LYCOPOLIS – The procession
Lycopolis, en grec, c’est la ville des loups. C’est le nom d’une ville antique d’Égypte, située dans le delta du Nil, probablement fondée par des prêtres d’Osiris et qui fut aussi le lieu de naissance du philosophe néo-platonicien Plotin, en 204 de notre ère. Vous l’aurez compris, nous partons pour l’Égypte à l’occasion de cette chronique, pas banale puisqu’elle nous présente ici un groupe égyptien officiant dans un genre pas du tout tendance dans le coin : le black metal.
Il est toujours intéressant de trouver des traces de métal extrême dans des pays où la culture islamique aurait plutôt tendance à éradiquer toute velléité d’occidentalisation. Nous avions déjà débusqué Almach en Afghanistan, on sait qu’il existe à peu près une centaine de groupes de métal extrême en Iran (qui sont complètement clandestins), le métal turc a toutes les facilités pour exister, même chose en Indonésie. Dans les pays non musulmans mais pas très sympas avec les droits de l’homme, on dénombre aussi à peu près 300 groupes de métal chinois et deux groupes nord-coréens, un de brutal death (Red War, à l’existence éphémère au début des années 2010) et un de grindcore absolument inécoutable (TeaGirl, qui a posté un album sur Bandcamp en 2013).
Et nous voici donc en Egypte, pays qui compte une quarantaine de groupes donnant un peu dans le black metal, pas tellement le death, mais plutôt dans le métal progressif ou symphonique. Le black metal égyptien trouve ici un digne représentant avec Lycopolis, groupe très intéressant aux références historiques (le thème principal de ses chansons) mais dont les membres demeurent inconnus. L’Égypte a beau être un pays au régime politique considéré comme relativement modéré (pour le moment…), les gens de Lycopolis n’ont pas jugé opportun de laisser leurs noms et adresses en bas de leur disque, au cas où il viendrait l’envie à la police secrète de venir toquer à leur porte, juste pour prendre le thé…

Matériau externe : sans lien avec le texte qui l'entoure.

//! Implementation of operations over polynomials.

use super::{Poly, Representation};
use itertools::izip;
use num_bigint::BigUint;
use std::ops::{Add, AddAssign, Mul, MulAssign, Neg, Sub, SubAssign};

impl AddAssign<&Poly> for Poly {
    fn add_assign(&mut self, p: &Poly) {
        assert_eq!(
            self.representation, p.representation,
            "Incompatible representations"
        );
        assert_eq!(self.ctx, p.ctx, "Incompatible contexts");
        for (mut v1, v2, qi) in izip!(
            self.coefficients.outer_iter_mut(),
            p.coefficients.outer_iter(),
            self.ctx.q.iter()
        ) {
            izip!(v1.iter_mut(), v2.iter()).for_each(|(a, b)| *a = qi.add(*a, *b));
        }
    }
}

impl Add<&Poly> for &Poly {
    type Output = Poly;
    fn add(self, p: &Poly) -> Poly {
        let mut q = self.clone();
        q += p;
        q
    }
}

impl Add for Poly {
    type Output = Poly;
    fn add(mut self, p: Poly) -> Poly {
        self += &p;
        self
    }
}

impl SubAssign<&Poly> for Poly {
    fn sub_assign(&mut self, p: &Poly) {
        assert_eq!(
            self.representation, p.representation,
            "Incompatible representations"
        );
        assert_eq!(self.ctx, p.ctx, "Incompatible contexts");
        for (mut v1, v2, qi) in izip!(
            self.coefficients.outer_iter_mut(),
            p.coefficients.outer_iter(),
            self.ctx.q.iter()
        ) {
            izip!(v1.iter_mut(), v2.iter()).for_each(|(a, b)| *a = qi.sub(*a, *b));
        }
    }
}

impl Sub<&Poly> for &Poly {
    type Output = Poly;
    fn sub(self, p: &Poly) -> Poly {
        let mut q = self.clone();
        q -= p;
        q
    }
}

impl MulAssign<&Poly> for Poly {
    /// Multiplication of polynomials; both must be in Ntt representation.
    fn mul_assign(&mut self, p: &Poly) {
        assert_eq!(
            self.representation,
            Representation::Ntt,
            "Multiplication requires an Ntt representation."
        );
        assert_eq!(
            p.representation,
            Representation::Ntt,
            "Multiplication requires an Ntt representation."
        );
        assert_eq!(self.ctx, p.ctx, "Incompatible contexts");
        for (mut v1, v2, qi) in izip!(
            self.coefficients.outer_iter_mut(),
            p.coefficients.outer_iter(),
            self.ctx.q.iter()
        ) {
            izip!(v1.iter_mut(), v2.iter()).for_each(|(a, b)| *a = qi.mul(*a, *b));
        }
    }
}

impl Mul<&Poly> for &Poly {
    type Output = Poly;
    fn mul(self, p: &Poly) -> Poly {
        let mut q = self.clone();
        q *= p;
        q
    }
}

impl MulAssign<&BigUint> for Poly {
    /// Multiplication by a scalar; valid in both representations.
    fn mul_assign(&mut self, p: &BigUint) {
        let rests = self.ctx.rns.project(p);
        for (mut v, qi, r) in izip!(
            self.coefficients.outer_iter_mut(),
            self.ctx.q.iter(),
            rests.iter()
        ) {
            v.iter_mut().for_each(|a| *a = qi.mul(*a, *r));
        }
    }
}

impl Mul<&BigUint> for &Poly {
    type Output = Poly;
    fn mul(self, p: &BigUint) -> Poly {
        let mut q = self.clone();
        q *= p;
        q
    }
}

impl Neg for &Poly {
    type Output = Poly;
    fn neg(self) -> Poly {
        -self.clone()
    }
}

impl Neg for Poly {
    type Output = Poly;
    fn neg(mut self) -> Poly {
        for (mut v, qi) in izip!(self.coefficients.outer_iter_mut(), self.ctx.q.iter()) {
            v.iter_mut().for_each(|a| *a = qi.neg(*a));
        }
        self
    }
}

Il nous reste donc la musique pour apprécier ce groupe, qui commet ici un album dense et riche, alliant black metal et sonorités orientales, comme l’atteste d’entrée de jeu le premier morceau ʺUplandʺ, un instrumental aux rythmes tribaux et à la guitare partie en mode danse du ventre. L’orientalisme est néanmoins vite rattrapé par des courses furieuses lâchant un black metal acharné et intense, qui brille sur des morceaux comme ʺTamariskʺ, ʺUraeusʺ, ʺŠdšdʺ, ʺSeparate the sky from the Earthʺ ou ʺWho goes up from the horizonʺ. Si Lycopolis a au-dessus de lui le soleil brûlant de la vallée du Nil, il respire l’air froid des forêts scandinaves avec une approche black devant beaucoup aux premiers temps de ce genre, dans une orientation old school rappelant les vieux maîtres Marduk, Immortal, Mayhem, Emperor ou Darkthrone.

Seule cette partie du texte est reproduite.